INSTRUCTIONS TO FOLLOW: Your reply should be the complete data, reproduced exactly.

Records excerpted from a collection:
((

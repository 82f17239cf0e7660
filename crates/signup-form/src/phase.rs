use crate::error::PhaseError;
use serde::{Deserialize, Serialize};
use std::fmt;

/// Where the form is in its save lifecycle
///
/// `Saved` is transient: the form shows it after a successful save and
/// resets to `Idle` once the confirmation has been displayed.
#[derive(Debug, Clone, Copy, Default, PartialEq, Eq, Hash, Serialize, Deserialize)]
#[serde(rename_all = "lowercase")]
pub enum SubmissionPhase {
    /// Editable, no save in flight
    #[default]
    Idle,
    /// Save in flight
    Saving,
    /// Save succeeded, reset pending
    Saved,
}

impl SubmissionPhase {
    /// Every phase
    pub const ALL: [SubmissionPhase; 3] = [
        SubmissionPhase::Idle,
        SubmissionPhase::Saving,
        SubmissionPhase::Saved,
    ];

    /// Text of the submit control in this phase
    #[inline]
    #[must_use]
    pub fn submit_label(self) -> &'static str {
        match self {
            SubmissionPhase::Idle => "Submit",
            SubmissionPhase::Saving => "Saving…",
            SubmissionPhase::Saved => "Saved!",
        }
    }
}

impl fmt::Display for SubmissionPhase {
    fn fmt(&self, f: &mut fmt::Formatter<'_>) -> fmt::Result {
        let name = match self {
            SubmissionPhase::Idle => "idle",
            SubmissionPhase::Saving => "saving",
            SubmissionPhase::Saved => "saved",
        };
        f.write_str(name)
    }
}

/// Validates a phase transition.
pub fn validate_transition(from: SubmissionPhase, to: SubmissionPhase) -> Result<(), PhaseError> {
    if allowed(from, to) {
        Ok(())
    } else {
        Err(PhaseError::IllegalTransition { from, to })
    }
}

/// Phases reachable from `from` in one step
pub fn allowed_transitions(from: SubmissionPhase) -> Vec<SubmissionPhase> {
    use SubmissionPhase::*;
    match from {
        Idle => vec![Saving],
        Saving => vec![Saved, Idle],
        Saved => vec![Idle],
    }
}

fn allowed(from: SubmissionPhase, to: SubmissionPhase) -> bool {
    allowed_transitions(from).into_iter().any(|s| s == to)
}

#[cfg(test)]
mod tests {
    use super::*;

    #[test]
    fn labels() {
        assert_eq!(SubmissionPhase::Idle.submit_label(), "Submit");
        assert_eq!(SubmissionPhase::Saving.submit_label(), "Saving…");
        assert_eq!(SubmissionPhase::Saved.submit_label(), "Saved!");
    }

    #[test]
    fn no_self_transitions() {
        for phase in SubmissionPhase::ALL {
            assert!(validate_transition(phase, phase).is_err());
        }
    }

    #[test]
    fn saved_only_reachable_from_saving() {
        assert!(validate_transition(SubmissionPhase::Saving, SubmissionPhase::Saved).is_ok());
        assert_eq!(
            validate_transition(SubmissionPhase::Idle, SubmissionPhase::Saved),
            Err(PhaseError::IllegalTransition {
                from: SubmissionPhase::Idle,
                to: SubmissionPhase::Saved,
            })
        );
    }
}
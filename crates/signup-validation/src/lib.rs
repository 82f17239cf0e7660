//! Sign-up Field Validation
//!
//! Pure format validators for the six fields of the person sign-up form.
//!
//! # Overview
//!
//! - **FieldName**: the field catalogue (input name, label, placeholder, error message)
//! - **FieldValidationResult**: validity plus the field's fixed error message
//! - **rules**: one validator per field, each a pure function of the raw input
//!
//! Validators reject rather than normalize: `"30.0."` is not coerced to an
//! age, `"hello@gmail.c"` is not completed to a longer domain.
//!
//! # Example
//!
//! ```rust
//! use signup_validation::{FieldName, rules};
//!
//! assert!(rules::validate_email("pat@smith.com").is_valid());
//!
//! let result = FieldName::Age.validate("200");
//! assert_eq!(result.message(), Some("Invalid Age"));
//! ```

#![warn(missing_docs)]

pub mod field;
pub mod result;
pub mod rules;

// Re-exports
pub use field::{FieldName, UnknownField};
pub use result::FieldValidationResult;

/// Prelude module for common imports
pub mod prelude {
    //! Common imports for field validation
    pub use crate::rules::{
        validate_age, validate_email, validate_homepage, validate_name, validate_password,
        validate_phone_number,
    };
    pub use crate::{FieldName, FieldValidationResult, UnknownField};
}

/// Version of this crate
pub const VERSION: &str = env!("CARGO_PKG_VERSION");
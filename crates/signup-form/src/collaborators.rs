//! External collaborators of the submission flow
//!
//! - **PersonStore**: persists a draft; asynchronous, may fail
//! - **Roster**: receives each accepted person exactly once

use crate::draft::{Person, PersonDraft};
use async_trait::async_trait;
use std::sync::Arc;

/// Persistence call made for every submission
///
/// Failure causes are opaque to the form; only success or failure matters.
#[async_trait]
pub trait PersonStore: Send + Sync {
    /// Persist a validated draft
    async fn save(&self, draft: &PersonDraft) -> anyhow::Result<()>;
}

#[async_trait]
impl<T: PersonStore + ?Sized> PersonStore for Arc<T> {
    async fn save(&self, draft: &PersonDraft) -> anyhow::Result<()> {
        (**self).save(draft).await
    }
}

/// Receiver of accepted people
pub trait Roster: Send + Sync {
    /// Append a person after a successful save
    fn append_person(&self, person: Person);
}

impl<T: Roster + ?Sized> Roster for Arc<T> {
    fn append_person(&self, person: Person) {
        (**self).append_person(person);
    }
}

))

OUTPUT FOR THIS TASK:
repository 82f17239cf0e7660
filename crates/signup-form/src/phase.rs
use crate::error::PhaseError;
use serde::{Deserialize, Serialize};
use std::fmt;

/// Where the form is in its save lifecycle
///
/// `Saved` is transient: the form shows it after a successful save and
/// resets to `Idle` once the confirmation has been displayed.
#[derive(Debug, Clone, Copy, Default, PartialEq, Eq, Hash, Serialize, Deserialize)]
#[serde(rename_all = "lowercase")]
pub enum SubmissionPhase {
    /// Editable, no save in flight
    #[default]
    Idle,
    /// Save in flight
    Saving,
    /// Save succeeded, reset pending
    Saved,
}

impl SubmissionPhase {
    /// Every phase
    pub const ALL: [SubmissionPhase; 3] = [
        SubmissionPhase::Idle,
        SubmissionPhase::Saving,
        SubmissionPhase::Saved,
    ];

    /// Text of the submit control in this phase
    #[inline]
    #[must_use]
    pub fn submit_label(self) -> &'static str {
        match self {
            SubmissionPhase::Idle => "Submit",
            SubmissionPhase::Saving => "Saving…",
            SubmissionPhase::Saved => "Saved!",
        }
    }
}

impl fmt::Display for SubmissionPhase {
    fn fmt(&self, f: &mut fmt::Formatter<'_>) -> fmt::Result {
        let name = match self {
            SubmissionPhase::Idle => "idle",
            SubmissionPhase::Saving => "saving",
            SubmissionPhase::Saved => "saved",
        };
        f.write_str(name)
    }
}

/// Validates a phase transition.
pub fn validate_transition(from: SubmissionPhase, to: SubmissionPhase) -> Result<(), PhaseError> {
    if allowed(from, to) {
        Ok(())
    } else {
        Err(PhaseError::IllegalTransition { from, to })
    }
}

/// Phases reachable from `from` in one step
pub fn allowed_transitions(from: SubmissionPhase) -> Vec<SubmissionPhase> {
    use SubmissionPhase::*;
    match from {
        Idle => vec![Saving],
        Saving => vec![Saved, Idle],
        Saved => vec![Idle],
    }
}

fn allowed(from: SubmissionPhase, to: SubmissionPhase) -> bool {
    allowed_transitions(from).into_iter().any(|s| s == to)
}

#[cfg(test)]
mod tests {
    use super::*;

    #[test]
    fn labels() {
        assert_eq!(SubmissionPhase::Idle.submit_label(), "Submit");
        assert_eq!(SubmissionPhase::Saving.submit_label(), "Saving…");
        assert_eq!(SubmissionPhase::Saved.submit_label(), "Saved!");
    }

    #[test]
    fn no_self_transitions() {
        for phase in SubmissionPhase::ALL {
            assert!(validate_transition(phase, phase).is_err());
        }
    }

    #[test]
    fn saved_only_reachable_from_saving() {
        assert!(validate_transition(SubmissionPhase::Saving, SubmissionPhase::Saved).is_ok());
        assert_eq!(
            validate_transition(SubmissionPhase::Idle, SubmissionPhase::Saved),
            Err(PhaseError::IllegalTransition {
                from: SubmissionPhase::Idle,
                to: SubmissionPhase::Saved,
            })
        );
    }
}
filename crates/signup-validation/src/lib.rs
repository 82f17239cf0e7660
//! Sign-up Field Validation
//!
//! Pure format validators for the six fields of the person sign-up form.
//!
//! # Overview
//!
//! - **FieldName**: the field catalogue (input name, label, placeholder, error message)
//! - **FieldValidationResult**: validity plus the field's fixed error message
//! - **rules**: one validator per field, each a pure function of the raw input
//!
//! Validators reject rather than normalize: `"30.0."` is not coerced to an
//! age, `"hello@gmail.c"` is not completed to a longer domain.
//!
//! # Example
//!
//! ```rust
//! use signup_validation::{FieldName, rules};
//!
//! assert!(rules::validate_email("pat@smith.com").is_valid());
//!
//! let result = FieldName::Age.validate("200");
//! assert_eq!(result.message(), Some("Invalid Age"));
//! ```

#![warn(missing_docs)]

pub mod field;
pub mod result;
pub mod rules;

// Re-exports
pub use field::{FieldName, UnknownField};
pub use result::FieldValidationResult;

/// Prelude module for common imports
pub mod prelude {
    //! Common imports for field validation
    pub use crate::rules::{
        validate_age, validate_email, validate_homepage, validate_name, validate_password,
        validate_phone_number,
    };
    pub use crate::{FieldName, FieldValidationResult, UnknownField};
}

/// Version of this crate
pub const VERSION: &str = env!("CARGO_PKG_VERSION");
filename crates/signup-form/src/collaborators.rs
//! External collaborators of the submission flow
//!
//! - **PersonStore**: persists a draft; asynchronous, may fail
//! - **Roster**: receives each accepted person exactly once

use crate::draft::{Person, PersonDraft};
use async_trait::async_trait;
use std::sync::Arc;

/// Persistence call made for every submission
///
/// Failure causes are opaque to the form; only success or failure matters.
#[async_trait]
pub trait PersonStore: Send + Sync {
    /// Persist a validated draft
    async fn save(&self, draft: &PersonDraft) -> anyhow::Result<()>;
}

#[async_trait]
impl<T: PersonStore + ?Sized> PersonStore for Arc<T> {
    async fn save(&self, draft: &PersonDraft) -> anyhow::Result<()> {
        (**self).save(draft).await
    }
}

/// Receiver of accepted people
pub trait Roster: Send + Sync {
    /// Append a person after a successful save
    fn append_person(&self, person: Person);
}

impl<T: Roster + ?Sized> Roster for Arc<T> {
    fn append_person(&self, person: Person) {
        (**self).append_person(person);
    }
}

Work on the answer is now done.